As the Env glycoprotein is transported further, yet another mannose is removed (by Golgi mannosidase II), leaving just three of the original nine. Subsequently, many additional sugars (N-acetylglucosamine, galactose, sialic acid, and fucose) are added while the protein is in the trans Golgi compartment. These additions are quite variable in number, further contributing to the heterogeneity of the final Env products. Thus, whereas the initial Env polyprotein (in the ER) is a relatively homogeneous species, the final products (SU and TM) invariably migrate as broad fuzzy bands when analyzed by denaturing polyacrylamide gel electrophoresis.

Both O-linked glycosylation and sulfation of Env glycoproteins have been shown to occur, but their significance is unknown.
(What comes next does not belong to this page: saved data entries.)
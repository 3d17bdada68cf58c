/// Ordering functions for tabs, selected by the configured sort mode
use crate::domain::parse_hostname;
use crate::error::Result;
use crate::locator::{is_suspended, logical_url};
use crate::tab_data::TabInfo;
use std::cmp::Ordering;
use url::{Position, Url};

/// Case-insensitive compare with a case-sensitive tie-break, so the order is total
pub fn locale_compare(a: &str, b: &str) -> Ordering {
    a.to_lowercase()
        .cmp(&b.to_lowercase())
        .then_with(|| a.cmp(b))
}

/// Key ordering tabs by domain, then subdomain, path, query string and fragment
///
/// Plain concatenation: `google.com` + `mail` + `/x` + `?q` + `#h`.
pub fn url_components_key(url: &Url) -> String {
    let parsed = parse_hostname(url.host_str().unwrap_or_default());
    format!(
        "{}{}{}",
        parsed.domain,
        parsed.subdomain,
        &url[Position::BeforePath..]
    )
}

pub fn compare_url_components(a: &Url, b: &Url) -> Ordering {
    locale_compare(&url_components_key(a), &url_components_key(b))
}

/// Suspended tabs first when grouping them, otherwise no opinion
pub fn compare_suspended_first(a_suspended: bool, b_suspended: bool) -> Ordering {
    match (a_suspended, b_suspended) {
        (true, false) => Ordering::Less,
        (false, true) => Ordering::Greater,
        _ => Ordering::Equal,
    }
}

/// Options shared by the title and URL comparators
#[derive(Debug, Clone, Copy)]
pub struct CompareOptions<'a> {
    pub group_suspended_tabs: bool,
    pub sort_pinned_tabs: bool,
    pub suspender_marker_id: &'a str,
}

impl CompareOptions<'_> {
    fn excludes_pinned(&self, a: &TabInfo, b: &TabInfo) -> bool {
        !self.sort_pinned_tabs && (a.pinned || b.pinned)
    }

    fn suspended_order(&self, a: &TabInfo, b: &TabInfo) -> Ordering {
        if !self.group_suspended_tabs {
            return Ordering::Equal;
        }
        compare_suspended_first(
            is_suspended(a, self.suspender_marker_id),
            is_suspended(b, self.suspender_marker_id),
        )
    }
}

/// Sort by title; pinned tabs compare equal to everything unless pinned sorting is on
pub fn title_comparator(a: &TabInfo, b: &TabInfo, options: &CompareOptions<'_>) -> Ordering {
    if options.excludes_pinned(a, b) {
        return Ordering::Equal;
    }

    options
        .suspended_order(a, b)
        .then_with(|| locale_compare(&a.title, &b.title))
}

/// URL-mode sort key, resolved once per tab
#[derive(Debug, Clone, PartialEq)]
pub struct UrlSortKey {
    suspended: bool,
    components: String,
}

impl UrlSortKey {
    pub fn resolve(tab: &TabInfo, options: &CompareOptions<'_>) -> Result<UrlSortKey> {
        let url = logical_url(tab, options.group_suspended_tabs, options.suspender_marker_id)?;
        Ok(UrlSortKey {
            suspended: options.group_suspended_tabs && is_suspended(tab, options.suspender_marker_id),
            components: url_components_key(&url),
        })
    }
}

pub fn compare_url_keys(a: &UrlSortKey, b: &UrlSortKey) -> Ordering {
    compare_suspended_first(a.suspended, b.suspended).then_with(|| locale_compare(&a.components, &b.components))
}

/// Sort by URL components of each tab's logical URL
///
/// Tabs whose URL cannot be resolved only order by suspension; the
/// orchestrator keeps such tabs out of the sort entirely.
pub fn url_comparator(a: &TabInfo, b: &TabInfo, options: &CompareOptions<'_>) -> Ordering {
    if options.excludes_pinned(a, b) {
        return Ordering::Equal;
    }

    match (UrlSortKey::resolve(a, options), UrlSortKey::resolve(b, options)) {
        (Ok(key_a), Ok(key_b)) => compare_url_keys(&key_a, &key_b),
        _ => options.suspended_order(a, b),
    }
}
O-linked carbohydrates are typically attached to the hydroxyl group of serine and threonine residues after transport of proteins to the Golgi, and this modification has been identified within certain Env proteins including that of HIV-1 (Pinter and Honnen 1988; Bernstein et al. 1994). Sulfation has been demonstrated for the Env proteins of HIV-1, HIV-2, and simian immunodeficiency virus (SIV) (Bernstein and Compans 1992). Although sulfate is known to be added to tyrosines in some proteins, in the case of Env, it appears to be added to N-linked oligosaccharides. Removal of carbohydrate with N-glycosylase F also removes all of the sulfate from the Env protein. However, sulfate is not completely removed by treatment with Endo H, which suggests that modification takes place after the protein is transported to the Golgi apparatus, an idea supported by the finding that sulfation is inhibited by brefeldin A (Bernstein and Compans 1992), an inhibitor that blocks transport from the ER to the Golgi (Lippincott-Schwartz et al. 1989; Pelham 1991). Although sulfation increases the negative charge of the Env protein, there is no evidence at the moment to suggest that this modification is important in the replication of retroviruses.